** The problem **
State how many lines in the records hold the word "João", giving the number and no other text.

━━━━━ Source information

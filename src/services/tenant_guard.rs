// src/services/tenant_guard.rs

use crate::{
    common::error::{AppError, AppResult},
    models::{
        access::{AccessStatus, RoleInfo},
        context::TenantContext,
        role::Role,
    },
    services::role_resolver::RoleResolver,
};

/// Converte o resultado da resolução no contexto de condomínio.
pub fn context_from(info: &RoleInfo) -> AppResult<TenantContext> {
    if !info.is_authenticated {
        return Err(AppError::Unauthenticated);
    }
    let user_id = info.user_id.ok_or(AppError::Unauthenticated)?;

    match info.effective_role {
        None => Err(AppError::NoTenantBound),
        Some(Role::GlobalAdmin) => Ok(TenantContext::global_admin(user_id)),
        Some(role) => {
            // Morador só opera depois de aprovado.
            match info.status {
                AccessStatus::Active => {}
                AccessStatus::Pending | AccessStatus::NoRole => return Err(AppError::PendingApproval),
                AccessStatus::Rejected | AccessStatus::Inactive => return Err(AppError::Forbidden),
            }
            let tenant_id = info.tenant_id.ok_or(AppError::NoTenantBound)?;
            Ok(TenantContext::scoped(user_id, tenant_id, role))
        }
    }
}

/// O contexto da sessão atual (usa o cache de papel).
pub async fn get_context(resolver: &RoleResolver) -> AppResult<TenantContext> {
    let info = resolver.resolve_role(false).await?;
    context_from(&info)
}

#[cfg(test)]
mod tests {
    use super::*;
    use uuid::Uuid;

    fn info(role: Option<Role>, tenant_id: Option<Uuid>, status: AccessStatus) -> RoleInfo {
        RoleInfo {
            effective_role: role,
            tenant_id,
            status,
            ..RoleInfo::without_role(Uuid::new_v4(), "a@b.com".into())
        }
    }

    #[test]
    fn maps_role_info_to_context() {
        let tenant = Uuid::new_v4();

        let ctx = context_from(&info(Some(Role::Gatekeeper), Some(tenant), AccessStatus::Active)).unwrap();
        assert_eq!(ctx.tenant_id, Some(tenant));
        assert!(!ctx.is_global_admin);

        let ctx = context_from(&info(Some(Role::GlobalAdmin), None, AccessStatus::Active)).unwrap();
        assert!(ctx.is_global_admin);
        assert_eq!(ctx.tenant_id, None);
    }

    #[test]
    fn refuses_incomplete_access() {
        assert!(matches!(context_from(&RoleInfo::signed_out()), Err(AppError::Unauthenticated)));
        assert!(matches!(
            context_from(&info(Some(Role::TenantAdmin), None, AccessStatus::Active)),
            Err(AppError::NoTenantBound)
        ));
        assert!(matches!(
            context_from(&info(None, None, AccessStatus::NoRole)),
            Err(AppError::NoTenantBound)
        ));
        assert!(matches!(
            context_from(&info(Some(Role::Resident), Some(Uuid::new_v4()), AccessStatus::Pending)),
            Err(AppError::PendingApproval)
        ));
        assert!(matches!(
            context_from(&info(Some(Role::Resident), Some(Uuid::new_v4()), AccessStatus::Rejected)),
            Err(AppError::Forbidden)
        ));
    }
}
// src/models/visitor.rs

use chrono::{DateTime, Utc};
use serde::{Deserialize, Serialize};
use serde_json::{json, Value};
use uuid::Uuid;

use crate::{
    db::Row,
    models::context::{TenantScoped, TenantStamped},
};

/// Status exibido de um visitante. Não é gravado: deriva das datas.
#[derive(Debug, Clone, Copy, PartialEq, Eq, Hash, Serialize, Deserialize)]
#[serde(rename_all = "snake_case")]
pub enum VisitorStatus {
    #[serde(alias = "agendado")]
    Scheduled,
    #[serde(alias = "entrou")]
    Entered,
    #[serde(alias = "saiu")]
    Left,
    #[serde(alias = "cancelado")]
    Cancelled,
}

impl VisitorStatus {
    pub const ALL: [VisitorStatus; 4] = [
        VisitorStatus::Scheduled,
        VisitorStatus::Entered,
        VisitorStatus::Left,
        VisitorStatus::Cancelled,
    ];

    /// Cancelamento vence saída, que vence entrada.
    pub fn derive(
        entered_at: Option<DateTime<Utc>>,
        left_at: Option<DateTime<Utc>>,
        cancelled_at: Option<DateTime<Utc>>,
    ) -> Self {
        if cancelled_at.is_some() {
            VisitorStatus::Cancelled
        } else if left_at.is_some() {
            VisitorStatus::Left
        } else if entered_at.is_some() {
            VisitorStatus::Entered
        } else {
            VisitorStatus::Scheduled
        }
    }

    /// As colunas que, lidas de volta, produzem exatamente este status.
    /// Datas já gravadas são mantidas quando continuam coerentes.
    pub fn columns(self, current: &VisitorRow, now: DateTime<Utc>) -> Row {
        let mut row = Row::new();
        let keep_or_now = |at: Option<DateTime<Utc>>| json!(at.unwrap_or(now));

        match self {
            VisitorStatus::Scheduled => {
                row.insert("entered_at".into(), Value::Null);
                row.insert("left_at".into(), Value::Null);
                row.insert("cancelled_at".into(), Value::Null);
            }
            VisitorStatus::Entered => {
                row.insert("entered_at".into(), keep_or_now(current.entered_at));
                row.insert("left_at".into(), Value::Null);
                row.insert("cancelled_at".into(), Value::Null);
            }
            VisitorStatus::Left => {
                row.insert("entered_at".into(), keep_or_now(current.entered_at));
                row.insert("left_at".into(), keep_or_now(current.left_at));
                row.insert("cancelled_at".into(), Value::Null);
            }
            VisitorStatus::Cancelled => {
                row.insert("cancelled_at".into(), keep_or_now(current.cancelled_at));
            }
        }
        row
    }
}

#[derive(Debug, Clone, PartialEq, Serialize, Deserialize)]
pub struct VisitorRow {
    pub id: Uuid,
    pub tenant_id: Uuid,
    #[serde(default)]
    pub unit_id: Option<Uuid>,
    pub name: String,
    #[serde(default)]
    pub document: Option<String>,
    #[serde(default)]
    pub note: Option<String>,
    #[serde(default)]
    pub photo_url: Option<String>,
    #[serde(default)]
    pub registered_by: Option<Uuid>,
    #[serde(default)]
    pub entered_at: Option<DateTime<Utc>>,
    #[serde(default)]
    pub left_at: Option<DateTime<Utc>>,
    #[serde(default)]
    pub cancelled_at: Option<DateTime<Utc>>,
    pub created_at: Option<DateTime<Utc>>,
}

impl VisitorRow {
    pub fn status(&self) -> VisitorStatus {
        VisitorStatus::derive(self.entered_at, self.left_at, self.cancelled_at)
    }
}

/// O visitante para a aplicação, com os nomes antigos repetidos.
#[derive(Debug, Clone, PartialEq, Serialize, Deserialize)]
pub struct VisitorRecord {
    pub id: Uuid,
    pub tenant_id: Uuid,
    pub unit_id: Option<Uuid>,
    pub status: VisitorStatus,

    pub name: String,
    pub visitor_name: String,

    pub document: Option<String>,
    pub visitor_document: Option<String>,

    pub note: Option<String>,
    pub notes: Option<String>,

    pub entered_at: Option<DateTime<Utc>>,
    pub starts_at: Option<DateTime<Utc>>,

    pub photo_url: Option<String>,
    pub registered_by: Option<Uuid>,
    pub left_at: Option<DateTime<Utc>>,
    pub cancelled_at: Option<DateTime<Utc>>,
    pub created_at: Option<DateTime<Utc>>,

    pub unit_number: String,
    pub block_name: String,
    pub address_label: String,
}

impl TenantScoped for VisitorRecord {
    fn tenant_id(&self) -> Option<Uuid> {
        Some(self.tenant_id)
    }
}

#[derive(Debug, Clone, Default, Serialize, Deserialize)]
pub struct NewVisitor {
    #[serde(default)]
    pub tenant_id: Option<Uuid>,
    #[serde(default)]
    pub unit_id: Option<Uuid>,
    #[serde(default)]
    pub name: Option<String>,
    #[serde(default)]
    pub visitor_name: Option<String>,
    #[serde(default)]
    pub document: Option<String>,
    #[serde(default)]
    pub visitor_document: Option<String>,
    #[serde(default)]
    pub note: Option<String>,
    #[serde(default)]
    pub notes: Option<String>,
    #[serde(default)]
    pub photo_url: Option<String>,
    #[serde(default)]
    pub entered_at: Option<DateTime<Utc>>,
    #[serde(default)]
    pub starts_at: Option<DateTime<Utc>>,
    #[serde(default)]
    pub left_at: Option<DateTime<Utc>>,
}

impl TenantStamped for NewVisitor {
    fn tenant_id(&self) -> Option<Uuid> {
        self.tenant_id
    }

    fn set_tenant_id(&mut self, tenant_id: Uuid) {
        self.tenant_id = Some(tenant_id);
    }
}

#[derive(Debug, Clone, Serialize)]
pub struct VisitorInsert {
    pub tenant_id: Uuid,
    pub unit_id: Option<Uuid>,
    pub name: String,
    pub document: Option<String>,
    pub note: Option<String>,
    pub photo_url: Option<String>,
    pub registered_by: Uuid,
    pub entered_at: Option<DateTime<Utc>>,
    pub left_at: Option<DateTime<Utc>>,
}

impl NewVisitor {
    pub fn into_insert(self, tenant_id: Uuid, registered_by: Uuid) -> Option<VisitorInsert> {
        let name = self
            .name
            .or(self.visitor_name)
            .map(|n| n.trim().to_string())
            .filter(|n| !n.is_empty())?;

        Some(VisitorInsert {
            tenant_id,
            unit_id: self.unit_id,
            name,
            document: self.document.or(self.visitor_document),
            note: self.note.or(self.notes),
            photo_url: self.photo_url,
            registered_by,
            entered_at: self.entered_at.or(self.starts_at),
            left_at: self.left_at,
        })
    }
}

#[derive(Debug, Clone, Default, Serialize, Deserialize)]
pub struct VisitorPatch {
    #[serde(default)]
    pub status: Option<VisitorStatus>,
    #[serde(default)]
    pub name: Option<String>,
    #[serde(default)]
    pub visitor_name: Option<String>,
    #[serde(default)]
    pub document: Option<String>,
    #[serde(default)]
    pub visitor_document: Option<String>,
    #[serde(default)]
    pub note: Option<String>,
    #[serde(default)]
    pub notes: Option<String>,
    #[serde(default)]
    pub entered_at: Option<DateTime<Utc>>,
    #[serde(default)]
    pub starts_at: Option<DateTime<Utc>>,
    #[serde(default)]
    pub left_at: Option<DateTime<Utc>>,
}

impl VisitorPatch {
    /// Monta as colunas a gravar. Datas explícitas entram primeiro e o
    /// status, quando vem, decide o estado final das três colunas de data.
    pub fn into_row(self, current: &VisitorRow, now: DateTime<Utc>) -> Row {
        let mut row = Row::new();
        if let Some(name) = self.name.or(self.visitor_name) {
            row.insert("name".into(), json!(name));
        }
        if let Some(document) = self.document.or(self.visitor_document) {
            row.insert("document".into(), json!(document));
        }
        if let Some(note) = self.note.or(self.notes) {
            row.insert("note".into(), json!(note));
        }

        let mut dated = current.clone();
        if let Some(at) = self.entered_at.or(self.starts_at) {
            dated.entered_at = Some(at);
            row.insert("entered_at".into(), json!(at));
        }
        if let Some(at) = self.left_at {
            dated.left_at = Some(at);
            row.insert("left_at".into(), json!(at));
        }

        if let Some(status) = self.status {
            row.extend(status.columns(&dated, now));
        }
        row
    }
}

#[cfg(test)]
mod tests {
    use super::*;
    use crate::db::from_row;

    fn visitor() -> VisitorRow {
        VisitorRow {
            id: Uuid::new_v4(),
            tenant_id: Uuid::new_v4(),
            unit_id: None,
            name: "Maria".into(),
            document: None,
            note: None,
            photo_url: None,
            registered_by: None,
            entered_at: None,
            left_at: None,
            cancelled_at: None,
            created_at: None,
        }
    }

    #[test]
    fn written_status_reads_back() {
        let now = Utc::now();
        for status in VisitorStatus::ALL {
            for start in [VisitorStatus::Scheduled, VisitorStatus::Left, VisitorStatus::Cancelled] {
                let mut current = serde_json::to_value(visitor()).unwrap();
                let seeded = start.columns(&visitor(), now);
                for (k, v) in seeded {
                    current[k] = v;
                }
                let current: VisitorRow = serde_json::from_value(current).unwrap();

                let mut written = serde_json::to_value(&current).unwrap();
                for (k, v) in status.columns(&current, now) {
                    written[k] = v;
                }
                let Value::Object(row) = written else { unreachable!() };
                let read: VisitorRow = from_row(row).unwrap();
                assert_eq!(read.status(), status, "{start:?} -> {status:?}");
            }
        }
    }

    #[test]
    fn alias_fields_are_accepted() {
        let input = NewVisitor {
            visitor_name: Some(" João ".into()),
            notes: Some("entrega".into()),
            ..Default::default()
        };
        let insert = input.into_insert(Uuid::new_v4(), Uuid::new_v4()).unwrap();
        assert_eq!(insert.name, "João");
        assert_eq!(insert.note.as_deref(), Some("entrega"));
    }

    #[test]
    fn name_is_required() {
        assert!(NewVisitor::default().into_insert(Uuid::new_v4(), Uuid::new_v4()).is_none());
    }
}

━━━━━━━━━━

** Answer space **
2